Download Datasets: Difference between revisions

Latest revision as of 17:06, 10 June 2025

Dataset Browser Navigation

Dataset Browser

Overview

Datasets may be downloaded by selecting the Download action from the context menu, which is accessed from the context menu by right-clicking on a selected dataset (or set of datasets).

Users may choose between two download formats:

Organized for TopSpin
Organized by Experiment

The selected datasets are packaged into a zip file and downloaded through your browser to the local Downloads folder.

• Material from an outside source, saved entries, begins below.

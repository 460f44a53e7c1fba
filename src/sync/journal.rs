//! Local sync journal and conflict log.
//!
//! Both tables live in the local store only. Writes are best effort: a
//! failure to journal is logged and never fails the run that produced it.
//! Reads degrade to an empty list when the table is missing or the query
//! fails.

use rusqlite::{Connection, OptionalExtension, Result};
use tracing::warn;

use crate::model::{RunStatus, SyncRun};
use crate::storage::tables::table_exists;
use crate::sync::conflict::ConflictRecord;

/// Default page size for history and conflict listings.
pub const DEFAULT_HISTORY_LIMIT: usize = 50;

/// Append a run to `sync_log`.
pub fn log_sync(conn: &Connection, run: &SyncRun) {
    if let Err(e) = insert_run(conn, run) {
        warn!(run = %run.id, error = %e, "Failed to journal sync run");
    }
}

fn insert_run(conn: &Connection, run: &SyncRun) -> Result<()> {
    conn.execute(
        "INSERT INTO sync_log (id, timestamp, direction, status, records_pulled, records_pushed,
                               conflicts, error_message, duration_ms, username)
         VALUES (?1, ?2, ?3, ?4, ?5, ?6, ?7, ?8, ?9, ?10)",
        rusqlite::params![
            run.id,
            run.timestamp,
            run.direction.as_str(),
            run.status.as_str(),
            run.records_pulled,
            run.records_pushed,
            run.conflicts,
            run.error_message,
            run.duration_ms,
            run.username,
        ],
    )?;
    Ok(())
}

/// The newest runs, most recent first.
#[must_use]
pub fn get_sync_history(conn: &Connection, limit: usize) -> Vec<SyncRun> {
    match query_history(conn, limit) {
        Ok(runs) => runs,
        Err(e) => {
            warn!(error = %e, "Failed to read sync history");
            Vec::new()
        }
    }
}

fn query_history(conn: &Connection, limit: usize) -> Result<Vec<SyncRun>> {
    if !table_exists(conn, "sync_log")? {
        return Ok(Vec::new());
    }

    let mut stmt = conn.prepare(
        "SELECT id, timestamp, direction, status, records_pulled, records_pushed,
                conflicts, error_message, duration_ms, username
         FROM sync_log
         ORDER BY timestamp DESC, rowid DESC
         LIMIT ?1",
    )?;
    let runs = stmt
        .query_map([i64::try_from(limit).unwrap_or(i64::MAX)], |row| {
            let direction: String = row.get(2)?;
            let status: String = row.get(3)?;
            Ok(SyncRun {
                id: row.get(0)?,
                timestamp: row.get(1)?,
                direction: direction.parse().unwrap_or_default(),
                status: status.parse().unwrap_or(RunStatus::Error),
                records_pulled: row.get(4)?,
                records_pushed: row.get(5)?,
                conflicts: row.get(6)?,
                error_message: row.get(7)?,
                duration_ms: row.get(8)?,
                username: row.get(9)?,
            })
        })?
        .collect();
    runs
}

/// Timestamp of the newest run that got past connectivity
/// (`success` or `partial`), if any.
#[must_use]
pub fn last_completed_sync(conn: &Connection) -> Option<i64> {
    let result = table_exists(conn, "sync_log").and_then(|exists| {
        if !exists {
            return Ok(None);
        }
        conn.query_row(
            "SELECT MAX(timestamp) FROM sync_log WHERE status IN ('success', 'partial')",
            [],
            |row| row.get::<_, Option<i64>>(0),
        )
        .optional()
        .map(Option::flatten)
    });

    match result {
        Ok(ts) => ts,
        Err(e) => {
            warn!(error = %e, "Failed to read last sync time");
            None
        }
    }
}

/// Persist pull-time conflicts to `sync_conflicts`.
pub fn record_conflicts(conn: &Connection, conflicts: &[ConflictRecord]) {
    for conflict in conflicts {
        if let Err(e) = insert_conflict(conn, conflict) {
            warn!(
                table = %conflict.table_name,
                key = %conflict.record_key,
                error = %e,
                "Failed to record conflict"
            );
        }
    }
}

fn insert_conflict(conn: &Connection, conflict: &ConflictRecord) -> Result<()> {
    conn.execute(
        "INSERT INTO sync_conflicts (table_name, record_key, local_updated_at, remote_updated_at,
                                     remote_version, detected_at)
         VALUES (?1, ?2, ?3, ?4, ?5, ?6)",
        rusqlite::params![
            conflict.table_name,
            conflict.record_key,
            conflict.local_updated_at,
            conflict.remote_updated_at,
            conflict.remote_version.to_string(),
            conflict.detected_at,
        ],
    )?;
    Ok(())
}

/// The newest recorded conflicts, most recent first.
#[must_use]
pub fn get_conflicts(conn: &Connection, limit: usize) -> Vec<ConflictRecord> {
    match query_conflicts(conn, limit) {
        Ok(conflicts) => conflicts,
        Err(e) => {
            warn!(error = %e, "Failed to read sync conflicts");
            Vec::new()
        }
    }
}

fn query_conflicts(conn: &Connection, limit: usize) -> Result<Vec<ConflictRecord>> {
    if !table_exists(conn, "sync_conflicts")? {
        return Ok(Vec::new());
    }

    let mut stmt = conn.prepare(
        "SELECT id, table_name, record_key, local_updated_at, remote_updated_at,
                remote_version, detected_at
         FROM sync_conflicts
         ORDER BY detected_at DESC, id DESC
         LIMIT ?1",
    )?;
    let conflicts = stmt
        .query_map([i64::try_from(limit).unwrap_or(i64::MAX)], |row| {
            let snapshot: String = row.get(5)?;
            Ok(ConflictRecord {
                id: row.get(0)?,
                table_name: row.get(1)?,
                record_key: row.get(2)?,
                local_updated_at: row.get(3)?,
                remote_updated_at: row.get(4)?,
                remote_version: serde_json::from_str(&snapshot)
                    .unwrap_or(serde_json::Value::String(snapshot)),
                detected_at: row.get(6)?,
            })
        })?
        .collect();
    conflicts
}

All files are included, including supplemental data, any contents from the post-acquisition directory, and a series of metadata files added by NAN described below.

An `experiments.csv` file is placed in the root of the zip archive. It lists the downloaded experiments in the following format:


Path	Display Name	Dataset Name	Facility	Spectrometer	Field	State	Pulse Program	# dims	# dims collected	direct nuclei	nuclei	Temp	Classification	Sample	Date	NAN User	PI	Workstation User	UUID
NMR800-NEO/polx/5	HSQC	polx/5	Mullen	NMR800-NEO	800	solution	hsqcetf3gpsi	2	2	1H	1H,15N	298	test	polx	2025-01-24T00:06:36-05:00	Bloch	Purcell	Rabi	fb5323d6-fcae-4328-a908-9f6ff1d88512
NMR600-NEO/ubiquitin/9	1D 1H	ubiquitin/9	Mullen	NMR600-NEO	600	solution	zgpr	1	1	1H	1H	298	calibration	ubiquitin	2025-02-24T00:06:36-05:00	Bloch	Purcell	Rabi	fb5323d6-fcae-4328-a908-9f6ff1d88518
NMR600-NEO/ubiquitin/9	1D 1H	ubiquitin/9	Mullen	NMR600-NEO	600	solution	zgpr	1	1	1H	1H	298	calibration	ubiquitin	2025-02-24T00:06:47-05:00	Bloch	Purcell	Rabi	fb5323d6-fcae-4328-a908-9f6ff1d88519
NMR600-NEO/ubiquitin/10	1D NOESY	ubiquitin/10	Mullen	NMR600-NEO	600	solution	noesygppr1d	1	1	1H	1H	298	successful	ubiquitin	2025-02-24T00:07:26-05:00	Bloch	Purcell	Rabi	fb5323d6-fcae-4328-a908-9f6ff1d8854

Note that the column names used in this table have been shortened versus the actual experiment.csv file to make viewing the table on the Wiki page easier and the data is not real.

Dataset Metadata Files added by NAN

Each individual dataset directory includes several additional files or directories

provenance.prov – a W3C PROV file describing the complete provenance of the dataset
sample_metadata.xml – an XML file containing sample information, if applicable
experiment.csv – a single-entry CSV file describing the dataset (same format as the main experiments.csv)
identity.xml – an internal-use XML file that can generally be ignored by users
supplemental_data – A directory containing additional supplemental data files that the user uploaded for the dataset
supplemental_data.csv – a CSV file with the category, type, value, and description for all supplemental data entries.
post_acquisition – a directory containing file contents retrieved from the post_acquisition directory on NMRbox

The location of these files / directories differs slightly depending on the organization format.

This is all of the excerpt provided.